/ 11 September 1998

Britain will not say sorry for

Kitchener

A Sudanese MP wants one of Britain’s most revered heroes to be classed as a war criminal. Ian Black reports

Britain has no plans to apologise to Sudan for Lord Horatio Kitchener’s behaviour at the end of the 19th century – a demand Khartoum may be planning to lump together with one from Washington for its more recent military action.

British Foreign Office officials last week scoffed at reports that a Sudanese MP, Mohammed Daoud al- Khalifa, grandson of the Khalifa whose rebellion was crushed by Kitchener’s victory at Omdurman, is calling for one of Britain’s most revered imperial heroes to be branded a war criminal.

Khalifa, a member of Sudan’s ruling National Islamic Front and chair of the committee commemorating the landmark September 1898 battle, is said to want to mount a posthumous case against Kitchener at the International Court of Justice in The Hague.

But the court deals only with civil cases, while the newly constituted International Criminal Court, set up to deal with genocide and war crimes, has no retroactive powers.

“We are not aware of any legal format in which this could take place,” the Foreign Office said last week.

Khalifa also wants an apology from its northern neighbour Egypt – now, as then, at odds with the fundamentalist Islamic regime in Khartoum.

Britain’s Prime Minister, Tony Blair, recently expressed regret for the Irish potato famine and United States President Bill Clinton used a visit to Africa to apologise for the US role in the slave trade. Japan has been cagy about saying sorry for World War II atrocities, though Germany has done much to atone for its attempt to exterminate the Jews.

But Britain’s imperial record may be off limits, with Queen Elizabeth II pointedly declining during her Indian visit last year to apologise for the Amritsar massacre of 1919.

And a leading British historian, Edward Spiers, said it was a risible idea to indict Kitchener, still remembered for his luxuriant moustache and finger-pointing exhortation to young men on World War I recruiting posters.

His army was outnumbered by Sudanese forces at the battle, but the British and their Egyptian and Sudanese levies had the devastating firepower of the Maxim gun and their enemy did not. Khalifa’s dervishes, armed only with rifles, lost 10 000 dead, while fewer than 500 British were killed.

Spiers, editor of Sudan, A Reappraisal, said: “There is no cause for such a charge against Kitchener. He fully implemented British policy. He did it at minimal risk to the Egyptian and British lives under his command and he did it in a fully professional and methodical manner.

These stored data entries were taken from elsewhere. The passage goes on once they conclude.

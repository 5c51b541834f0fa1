//! Column metadata consumed by the normalizer and the write helpers.
//!
//! Introspection itself lives behind [`MetadataProvider`]; this module only
//! defines the shapes the core reads and the native-type mapping.

use async_trait::async_trait;

use crate::error::MssqlAdapterError;

/// `max_length` sentinel meaning unbounded / LOB storage.
pub const UNBOUNDED_LENGTH: i32 = -1;

/// Semantic column type, collapsed from the engine's native type zoo.
#[derive(Debug, Clone, Copy, PartialEq, Eq, Hash)]
pub enum MetaType {
    /// BIT; stored and bound as 0/1 integers
    Boolean,
    Integer,
    /// Decimal/floating numeric
    Number,
    /// Bounded character data
    Char,
    /// Unbounded character data (text, nvarchar(max), ...)
    Text,
    /// Binary / LOB
    Binary,
    Datetime,
}

/// Metadata for one column, as supplied by the metadata collaborator.
#[derive(Debug, Clone, PartialEq)]
pub struct ColumnInfo {
    pub name: String,
    pub meta_type: MetaType,
    pub not_null: bool,
    pub auto_increment: bool,
    /// Maximum length in characters/bytes, or [`UNBOUNDED_LENGTH`]
    pub max_length: i32,
}

impl ColumnInfo {
    #[must_use]
    pub fn is_numeric(&self) -> bool {
        matches!(self.meta_type, MetaType::Integer | MetaType::Number)
    }

    #[must_use]
    pub fn is_unbounded(&self) -> bool {
        self.max_length == UNBOUNDED_LENGTH
    }
}

/// Map a native engine type name to its semantic type.
///
/// # Errors
///
/// Unknown native types raise [`MssqlAdapterError::TypeMapping`] — guessing
/// would risk silent data corruption.
pub fn map_native_type(native: &str) -> Result<MetaType, MssqlAdapterError> {
    match native.to_uppercase().as_str() {
        "BIT" => Ok(MetaType::Boolean),
        "INT" | "SMALLINT" | "INTEGER" | "BIGINT" => Ok(MetaType::Integer),
        "DECIMAL" | "REAL" | "FLOAT" => Ok(MetaType::Number),
        "VARCHAR" | "NVARCHAR" => Ok(MetaType::Char),
        "TEXT" | "NTEXT" | "VARCHAR(MAX)" | "NVARCHAR(MAX)" => Ok(MetaType::Text),
        "IMAGE" | "VARBINARY" | "VARBINARY(MAX)" => Ok(MetaType::Binary),
        "DATETIME" => Ok(MetaType::Datetime),
        other => Err(MssqlAdapterError::TypeMapping(other.to_string())),
    }
}

/// Supplies column metadata per table on demand.
///
/// The core reads `meta_type`, `auto_increment`, `max_length` and `not_null`
/// and caches per connection; caches are invalidated on structure changes.
#[async_trait]
pub trait MetadataProvider: Send + Sync {
    /// Column metadata for a logical (unprefixed) table name, in ordinal
    /// order.
    ///
    /// # Errors
    ///
    /// Implementations surface lookup failures as adapter errors.
    async fn columns(&self, table: &str) -> Result<Vec<ColumnInfo>, MssqlAdapterError>;
}

#[cfg(test)]
mod tests {
    use super::*;

    #[test]
    fn native_families_collapse_to_semantic_types() {
        assert_eq!(map_native_type("bigint").unwrap(), MetaType::Integer);
        assert_eq!(map_native_type("NVARCHAR").unwrap(), MetaType::Char);
        assert_eq!(map_native_type("nvarchar(max)").unwrap(), MetaType::Text);
        assert_eq!(map_native_type("IMAGE").unwrap(), MetaType::Binary);
        assert_eq!(map_native_type("bit").unwrap(), MetaType::Boolean);
    }

    #[test]
    fn unknown_native_type_is_fatal() {
        let err = map_native_type("GEOGRAPHY").unwrap_err();
        assert!(matches!(err, MssqlAdapterError::TypeMapping(_)));
    }
}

“Apologising is a dangerous and misguided concept because you’d be judging people by the standards of the moment rather than by any objective standard of historical evidence. Actions at Omdurman might have been a cause of surprise if CNN cameras had been present on the battlefield, but they weren’t. Nothing that was done there was out of character for Sudanese warfare.”

Sudan’s London embassy, whose ambassador was recalled following British support for the recent US attack on a Khartoum pharmaceutical factory, said there was no formal demand to indict Kitchener.

The general faced far greater controversy when he set up what were innocently called “concentration camps” during the Boer revolt against British rule in South Africa in which thousands of women and children died.

He was mourned by millions when he was drowned after his ship struck a mine in 1916.

This week Sudan demanded that the US pay reparations to victims of last month’s bombing of what the regime insists was a factory producing medicines, not chemical weapons financed by the terrorist leader Osama bin Laden.